The title of this post contains the strapline to Caitlin Moran's column in The Times Magazine for today. Caitlin's statistics are taken from a World Health Organisation publication Unsafe Abortion: Global and regional estimates of the incidence of unsafe abortion and associated mortality in 2008. WHO, and Caitlin following WHO, suggest that some 20 million abortions worldwide fall in to the unsafe categorisation.

Two sections of Caitlin Moran's piece caught my attention.
The society we live in is shaped by abortion - how can it not be, with a third of women now having an abortion in their lifetime? That is a gigantic force in the way we live - it informs every aspect of our economy, industry and sexuality - but the merciful, positive, real aspects of it are never seen, or discussed. Squeamish and frightened, we only ever discuss abortion - it only ever makes headlines - when someone seeks to curtail safe, legal access to it.
Caitlin has, bless her, rather overstated just how much abortion informs our economy and industry - it certainly does not inform every aspect of economic and industrial life. But I do think she is right to identify that, though we rarely talk about it, abortion is now a part of the fabric of the life of our country. A factor in this situation is that the law of the land makes it legal for an abortion to take place in certain very-loosely-interpreted circumstances. This legal availability of abortion has a cultural impact, not just on the women and their partners who are most closely involved, but on all of us. Without legal availability, abortion would not be the (albeit largely silent) presence that it is in our culture.

The second part that caught my attention was this:
The simplicity of why women seek an abortion is devastating: they feel they cannot look after a child. Cannot. I assure any anti-abortionist that they may disregard the sneaking feeling that 40 million women a year have abortions recklessly ...
It is a long time now since I last spoke in public on the subject of abortion.
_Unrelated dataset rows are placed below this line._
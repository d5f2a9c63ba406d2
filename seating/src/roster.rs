//! Free-text roster parsing.
//!
//! Organisers paste the passenger list from a group chat, one passenger per
//! line:
//!
//! ```text
//! 1. Kim(입완, Yangjae, 1)
//! 2. Lee(예정, Sadang, 3)
//! ```
//!
//! Lines that do not have this shape are skipped silently. The result is a
//! list of [`RosterEntry`] candidates; range and duplicate checks happen in
//! [`crate::validation`].

use crate::error::SeatingError;
use crate::types::PaymentStatus;
use regex::Regex;
use serde::{Deserialize, Serialize};
use std::sync::LazyLock;

/// `<order>. <name>(<status>, <location>, <seat>)`, searched anywhere in the line.
#[allow(clippy::expect_used)] // Pattern is a literal; covered by tests
static LINE_PATTERN: LazyLock<Regex> = LazyLock::new(|| {
    Regex::new(r"([0-9]+)\.\s*([^(]+)\(([^,]+),\s*([^,]+),\s*([0-9]+)\)")
        .expect("roster line pattern should compile")
});

/// One parsed roster line, before seat validation
#[derive(Clone, Debug, PartialEq, Eq, Serialize, Deserialize)]
pub struct RosterEntry {
    /// Position in the organiser's list
    pub order_number: u32,
    /// Passenger name, trimmed
    pub name: String,
    /// Status token as typed
    pub raw_status: String,
    /// Status after keyword normalization
    pub payment_status: PaymentStatus,
    /// Boarding location, trimmed
    pub location: String,
    /// Requested seat, unchecked
    pub seat_number: u32,
}

/// Parses one roster line. Returns `None` if the line does not match.
///
/// Numbers too large for `u32` saturate, so an absurd seat is still reported
/// by range validation instead of vanishing.
#[must_use]
pub fn parse_line(line: &str) -> Option<RosterEntry> {
    let captures = LINE_PATTERN.captures(line.trim())?;

    let name = captures.get(2)?.as_str().trim();
    let raw_status = captures.get(3)?.as_str().trim();
    let location = captures.get(4)?.as_str().trim();
    if name.is_empty() || location.is_empty() {
        return None;
    }

    if !PaymentStatus::is_recognized(raw_status) {
        tracing::trace!(raw_status, "Unrecognized status token, treating as pending");
    }

    Some(RosterEntry {
        order_number: parse_number(captures.get(1)?.as_str()),
        name: name.to_string(),
        raw_status: raw_status.to_string(),
        payment_status: PaymentStatus::normalize(raw_status),
        location: location.to_string(),
        seat_number: parse_number(captures.get(5)?.as_str()),
    })
}

/// Parses a pasted roster, keeping matching lines in input order.
///
/// # Errors
///
/// - [`SeatingError::EmptyInput`]: the text is blank
/// - [`SeatingError::EmptyResult`]: no line matched
pub fn parse_roster(text: &str) -> Result<Vec<RosterEntry>, SeatingError> {
    if text.trim().is_empty() {
        return Err(SeatingError::EmptyInput);
    }

    let lines: Vec<&str> = candidate_lines(text).collect();
    let entries: Vec<RosterEntry> = lines.iter().filter_map(|line| parse_line(line)).collect();

    let skipped = lines.len() - entries.len();
    if skipped > 0 {
        tracing::debug!(skipped, parsed = entries.len(), "Skipped roster lines that did not match");
    }

    if entries.is_empty() {
        return Err(SeatingError::EmptyResult);
    }

    Ok(entries)
}

/// Number of non-blank lines in `text`, matching or not
#[must_use]
pub fn candidate_line_count(text: &str) -> usize {
    candidate_lines(text).count()
}

fn candidate_lines(text: &str) -> impl Iterator<Item = &str> {
    text.split('\n').filter(|line| !line.trim().is_empty())
}

fn parse_number(digits: &str) -> u32 {
    digits.parse().unwrap_or(u32::MAX)
}

#[cfg(test)]
#[allow(clippy::unwrap_used)]
mod tests {
    use super::*;

    #[test]
    fn parses_a_well_formed_line() {
        let entry = parse_line("1. Kim(입완, Yangjae, 1)").unwrap();
        assert_eq!(
            entry,
            RosterEntry {
                order_number: 1,
                name: "Kim".to_string(),
                raw_status: "입완".to_string(),
                payment_status: PaymentStatus::Paid,
                location: "Yangjae".to_string(),
                seat_number: 1,
            }
        );
    }

    #[test]
    fn tolerates_loose_spacing_and_leading_noise() {
        let entry = parse_line("  >> 12.김진욱 (예정,양재,  14)  ").unwrap();
        assert_eq!(entry.order_number, 12);
        assert_eq!(entry.name, "김진욱");
        assert_eq!(entry.location, "양재");
        assert_eq!(entry.seat_number, 14);
        assert_eq!(entry.payment_status, PaymentStatus::Pending);
    }

    #[test]
    fn rejects_malformed_lines() {
        assert_eq!(parse_line("Kim(입완, Yangjae, 1)"), None);
        assert_eq!(parse_line("1. Kim 입완 Yangjae 1"), None);
        assert_eq!(parse_line("1. Kim(입완, Yangjae)"), None);
        assert_eq!(parse_line("1. Kim(입완, Yangjae, two)"), None);
        assert_eq!(parse_line("1. Kim(입완,   , 4)"), None);
        assert_eq!(parse_line(""), None);
    }

    #[test]
    fn oversized_numbers_saturate() {
        let entry = parse_line("1. Kim(입완, Yangjae, 99999999999)").unwrap();
        assert_eq!(entry.seat_number, u32::MAX);
    }

    #[test]
    fn roster_keeps_matching_lines_in_order() {
        let text = "1. Kim(입완, Yangjae, 1)\n\nnot a passenger\n2. Lee(예정, Sadang, 3)\r\n";
        let entries = parse_roster(text).unwrap();
        let names: Vec<_> = entries.iter().map(|e| e.name.as_str()).collect();
        assert_eq!(names, vec!["Kim", "Lee"]);
        assert_eq!(entries[1].seat_number, 3);
        assert_eq!(candidate_line_count(text), 3);
    }

    #[test]
    fn blank_roster_is_empty_input() {
        assert_eq!(parse_roster("   \n\t\n"), Err(SeatingError::EmptyInput));
    }

    #[test]
    fn roster_without_matches_is_empty_result() {
        assert_eq!(
            parse_roster("hello\nworld"),
            Err(SeatingError::EmptyResult)
        );
    }
}
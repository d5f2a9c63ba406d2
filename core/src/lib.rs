//! # Seat Plan Core
//!
//! Core traits and types for the seat plan reducer architecture.
//!
//! Every state change in the seat plan goes through a single, synchronous
//! reducer step. Anything that has to leave the process (the persistence
//! sink, for instance) is returned as an [`effect::Effect`] description and
//! executed by the runtime, which feeds the resulting action back in.
//!
//! ## Core Concepts
//!
//! - **State**: Domain state for a feature
//! - **Action**: All possible inputs to a reducer (commands and events)
//! - **Reducer**: Pure function `(State, Action, Environment) → (State, Effects)`
//! - **Effect**: Side effect descriptions (not execution)
//! - **Environment**: Injected dependencies via traits
//!
//! ## Example
//!
//! ```ignore
//! use seatplan_core::*;
//!
//! impl Reducer for SeatingReducer {
//!     type State = SeatingState;
//!     type Action = SeatingAction;
//!     type Environment = SeatingEnvironment;
//!
//!     fn reduce(
//!         &self,
//!         state: &mut SeatingState,
//!         action: SeatingAction,
//!         env: &SeatingEnvironment,
//!     ) -> SmallVec<[Effect<SeatingAction>; 4]> {
//!         SmallVec::new()
//!     }
//! }
//! ```

// Re-export commonly used types
pub use chrono::{DateTime, Utc};
pub use serde::{Deserialize, Serialize};
pub use smallvec::{smallvec, SmallVec};

/// Reducer module - The core trait for business logic
///
/// Reducers are pure functions: `(State, Action, Environment) → (State, Effects)`
///
/// They contain all business logic and are deterministic and testable.
pub mod reducer {
    use super::effect::Effect;
    use smallvec::SmallVec;

    /// The Reducer trait - core abstraction for business logic
    ///
    /// # Type Parameters
    ///
    /// - `State`: The domain state this reducer operates on
    /// - `Action`: The action type this reducer processes
    /// - `Environment`: The injected dependencies this reducer needs
    pub trait Reducer {
        /// The state type this reducer operates on
        type State;

        /// The action type this reducer processes
        type Action;

        /// The environment type with injected dependencies
        type Environment;

        /// Reduce an action into state changes and effects
        ///
        /// This is a pure function that:
        /// 1. Validates the action
        /// 2. Updates state in place
        /// 3. Returns effect descriptions to be executed
        ///
        /// Most actions produce zero to two effects, hence the inline
        /// capacity of four.
        fn reduce(
            &self,
            state: &mut Self::State,
            action: Self::Action,
            env: &Self::Environment,
        ) -> SmallVec<[Effect<Self::Action>; 4]>;
    }
}

/// Effect module - Side effect descriptions
///
/// Effects describe side effects to be performed by the runtime.
/// They are values (not execution) and are composable.
pub mod effect {
    use std::future::Future;
    use std::pin::Pin;

    /// Boxed future yielding an optional feedback action
    pub type BoxedActionFuture<Action> = Pin<Box<dyn Future<Output = Option<Action>> + Send>>;

    /// Effect type - describes a side effect to be executed
    ///
    /// Effects are NOT executed immediately. They are descriptions of what should happen,
    /// returned from reducers and executed by the Store runtime.
    pub enum Effect<Action> {
        /// No-op effect
        None,

        /// Run effects in parallel
        Parallel(Vec<Effect<Action>>),

        /// Run effects sequentially
        Sequential(Vec<Effect<Action>>),

        /// Arbitrary async computation
        ///
        /// Returns `Option<Action>` - if Some, the action is fed back into the reducer
        Future(BoxedActionFuture<Action>),
    }

    // Manual Debug implementation since Future doesn't implement Debug
    impl<Action> std::fmt::Debug for Effect<Action>
    where
        Action: std::fmt::Debug,
    {
        fn fmt(&self, f: &mut std::fmt::Formatter<'_>) -> std::fmt::Result {
            match self {
                Effect::None => write!(f, "Effect::None"),
                Effect::Parallel(effects) => {
                    f.debug_tuple("Effect::Parallel").field(effects).finish()
                },
                Effect::Sequential(effects) => {
                    f.debug_tuple("Effect::Sequential").field(effects).finish()
                },
                Effect::Future(_) => write!(f, "Effect::Future(<future>)"),
            }
        }
    }

    impl<Action> Effect<Action> {
        /// Combine effects to run in parallel
        #[must_use]
        pub const fn merge(effects: Vec<Effect<Action>>) -> Effect<Action> {
            Effect::Parallel(effects)
        }

        /// Chain effects to run sequentially
        #[must_use]
        pub const fn chain(effects: Vec<Effect<Action>>) -> Effect<Action> {
            Effect::Sequential(effects)
        }

        /// Wrap a ready action so the runtime feeds it straight back
        ///
        /// Used for outcomes that are decided synchronously inside a reducer
        /// but still have to reach observers of the action broadcast.
        #[must_use]
        pub fn feedback(action: Action) -> Effect<Action>
        where
            Action: Send + 'static,
        {
            Effect::Future(Box::pin(async move { Some(action) }))
        }

        /// Whether this effect does nothing
        #[must_use]
        pub const fn is_none(&self) -> bool {
            matches!(self, Effect::None)
        }
    }
}

/// Environment module - Dependency injection traits
///
/// All external dependencies are abstracted behind traits and injected
/// via the Environment parameter.
pub mod environment {
    use chrono::{DateTime, Utc};

    /// Clock trait - abstracts time operations for testability
    ///
    /// # Examples
    ///
    /// ```
    /// use seatplan_core::environment::{Clock, SystemClock};
    ///
    /// let clock = SystemClock;
    /// let _now = clock.now();
    /// ```
    pub trait Clock: Send + Sync {
        /// Get the current time
        fn now(&self) -> DateTime<Utc>;
    }

    /// Wall-clock time
    #[derive(Debug, Clone, Copy, Default)]
    pub struct SystemClock;

    impl Clock for SystemClock {
        fn now(&self) -> DateTime<Utc> {
            Utc::now()
        }
    }
}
I would still preface my remarks in the same way that I did then. Abortion is a very difficult subject to speak on, and particularly for a man. There will be people who read this post who have an experience of abortion, either directly themselves or because people they know have been involved in a decision for or against an abortion. Whilst not agreeing that an abortion is a morally right choice, I would nevertheless insist that I should respect the decisions made by others, and say that what I was saying was not a criticism or attack on the decisions made by others in the particular circumstances of their lives.

Now, whether one is a supporter or an opponent of legal availability of abortion, it does appear strongly to me that there is no one, single "narrative"  into which a decision for abortion fits; and it would not occur to me to characterise any such decision as "reckless". Each woman finds herself in a situation which is to a greater or lesser extent unique; it is their own situation. Caitlin's assertion of "the simplicity of why women seek an abortion" seems to me quite insensitive to the huge variety of different circumstances which can be present in a decision with regard to an abortion, and which are apparent in published materials and in my own experience. Both supporters and opponents of legal abortion can fail to see this, and yet it seems to me an essential part of the conversation about abortion now that experience of abortion in our society is common.

By all means one can make the case against abortion in public debate (and in evangelisation and catechesis if one is working in an ecclesial context). But if that case is made simply in the form of dogmatic proclamation, insensitive to the unique situation of the individual facing a decision about abortion, it will fail both in persuading and in the order of charity.

I do not agree with the sense of Caitlin's observation at the end of her piece that women will always have abortions, the question being one of whether or not they can access those abortions legally (which is the equivalent, for Caitlin, of safely). Where abortion is legal, a cultural openness to a decision in favour of an abortion merges over time into a cultural preference in favour of abortion, and this becomes part of the different narratives that women experience as they make decisions for or against an abortion. Inevitably, for some women, the legal availability of abortion means that they can experience a range of pressures in favour of such a choice that would not be there if abortion was not legal.

1 comment:

Joe said...

A comment received suggests that Caitlin Moran has spoken/written of having two abortions herself.